MR CORBELL (Molonglo—Attorney-General, Minister for Police and Emergency Services and Minister for the Environment and Sustainable Development) (7.34): The partisan nature of Mrs Dunne’s amendment is laid bare in the comments she just made tonight. She made it very clear just then that the purpose of this amendment is to hobble her political opponents. That is what she said. She was quite blatant about it. She said, “The Labor Party has affiliated unions and we want to stop them supporting the Labor Party.”

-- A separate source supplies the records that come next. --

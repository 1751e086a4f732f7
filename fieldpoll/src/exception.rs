use crate::constants::exceptions;

/// Exception codes a device may return in place of a normal response
#[derive(Clone, Copy, Debug, PartialEq, Eq)]
#[cfg_attr(feature = "serialization", derive(serde::Serialize, serde::Deserialize))]
pub enum ExceptionCode {
    /// The function code is not supported by the device
    IllegalFunction,
    /// The address range is not valid on the device
    IllegalDataAddress,
    /// A value in the request is not valid on the device
    IllegalDataValue,
    /// The device failed while performing the request
    ServerDeviceFailure,
    /// The device accepted a long-running request
    Acknowledge,
    /// The device is busy, the request may be repeated later
    ServerDeviceBusy,
    /// Parity error while reading device memory
    MemoryParityError,
    /// A gateway could not route the request
    GatewayPathUnavailable,
    /// A gateway received no response from the target device
    GatewayTargetDeviceFailedToRespond,
    /// Exception code without a standard meaning
    Unknown(u8),
}

impl From<u8> for ExceptionCode {
    fn from(value: u8) -> Self {
        match value {
            exceptions::ILLEGAL_FUNCTION => ExceptionCode::IllegalFunction,
            exceptions::ILLEGAL_DATA_ADDRESS => ExceptionCode::IllegalDataAddress,
            exceptions::ILLEGAL_DATA_VALUE => ExceptionCode::IllegalDataValue,
            exceptions::SERVER_DEVICE_FAILURE => ExceptionCode::ServerDeviceFailure,
            exceptions::ACKNOWLEDGE => ExceptionCode::Acknowledge,
            exceptions::SERVER_DEVICE_BUSY => ExceptionCode::ServerDeviceBusy,
            exceptions::MEMORY_PARITY_ERROR => ExceptionCode::MemoryParityError,
            exceptions::GATEWAY_PATH_UNAVAILABLE => ExceptionCode::GatewayPathUnavailable,
            exceptions::GATEWAY_TARGET_DEVICE_FAILED_TO_RESPOND => {
                ExceptionCode::GatewayTargetDeviceFailedToRespond
            }
            _ => ExceptionCode::Unknown(value),
        }
    }
}

impl From<ExceptionCode> for u8 {
    fn from(ex: ExceptionCode) -> Self {
        match ex {
            ExceptionCode::IllegalFunction => exceptions::ILLEGAL_FUNCTION,
            ExceptionCode::IllegalDataAddress => exceptions::ILLEGAL_DATA_ADDRESS,
            ExceptionCode::IllegalDataValue => exceptions::ILLEGAL_DATA_VALUE,
            ExceptionCode::ServerDeviceFailure => exceptions::SERVER_DEVICE_FAILURE,
            ExceptionCode::Acknowledge => exceptions::ACKNOWLEDGE,
            ExceptionCode::ServerDeviceBusy => exceptions::SERVER_DEVICE_BUSY,
            ExceptionCode::MemoryParityError => exceptions::MEMORY_PARITY_ERROR,
            ExceptionCode::GatewayPathUnavailable => exceptions::GATEWAY_PATH_UNAVAILABLE,
            ExceptionCode::GatewayTargetDeviceFailedToRespond => {
                exceptions::GATEWAY_TARGET_DEVICE_FAILED_TO_RESPOND
            }
            ExceptionCode::Unknown(value) => value,
        }
    }
}

impl std::error::Error for ExceptionCode {}

impl std::fmt::Display for ExceptionCode {
    fn fmt(&self, f: &mut std::fmt::Formatter) -> std::fmt::Result {
        match self {
            ExceptionCode::IllegalFunction => f.write_str("illegal function"),
            ExceptionCode::IllegalDataAddress => f.write_str("illegal data address"),
            ExceptionCode::IllegalDataValue => f.write_str("illegal data value"),
            ExceptionCode::ServerDeviceFailure => f.write_str("server device failure"),
            ExceptionCode::Acknowledge => f.write_str("acknowledge"),
            ExceptionCode::ServerDeviceBusy => f.write_str("server device busy"),
            ExceptionCode::MemoryParityError => f.write_str("memory parity error"),
            ExceptionCode::GatewayPathUnavailable => f.write_str("gateway path unavailable"),
            ExceptionCode::GatewayTargetDeviceFailedToRespond => {
                f.write_str("gateway target device failed to respond")
            }
            ExceptionCode::Unknown(code) => write!(f, "unknown exception code: {code:#04X}"),
        }
    }
}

This is not about the partisan advantage that Mrs Dunne is seeking to achieve through this amendment tonight. This is about recognising that trade unions participate in the political environment in their own right. They may be affiliated with the Labor Party. Some of them are; some of them are not. But we know that trade unions participate in political debate in their own right and trade unions are quite happy to criticise the Labor Party if they believe the Labor Party is not doing what they believe is in their members’ interests.

Trade unions make donations to other political parties. We know that trade unions, for example, have made political donations to our political opponents like the Greens. This highlights that trade unions are independent actors in the political environment. They are legitimate players in the social democratic debate. It is wrong of Mrs Dunne to seek to try and tie them to expenditure on the part of the Labor Party. They are not part of the Labor Party. They are separate entities. They engage in political debate on their own terms and they should not be treated in the way that Mrs Dunne seeks to do tonight for her base political advantage.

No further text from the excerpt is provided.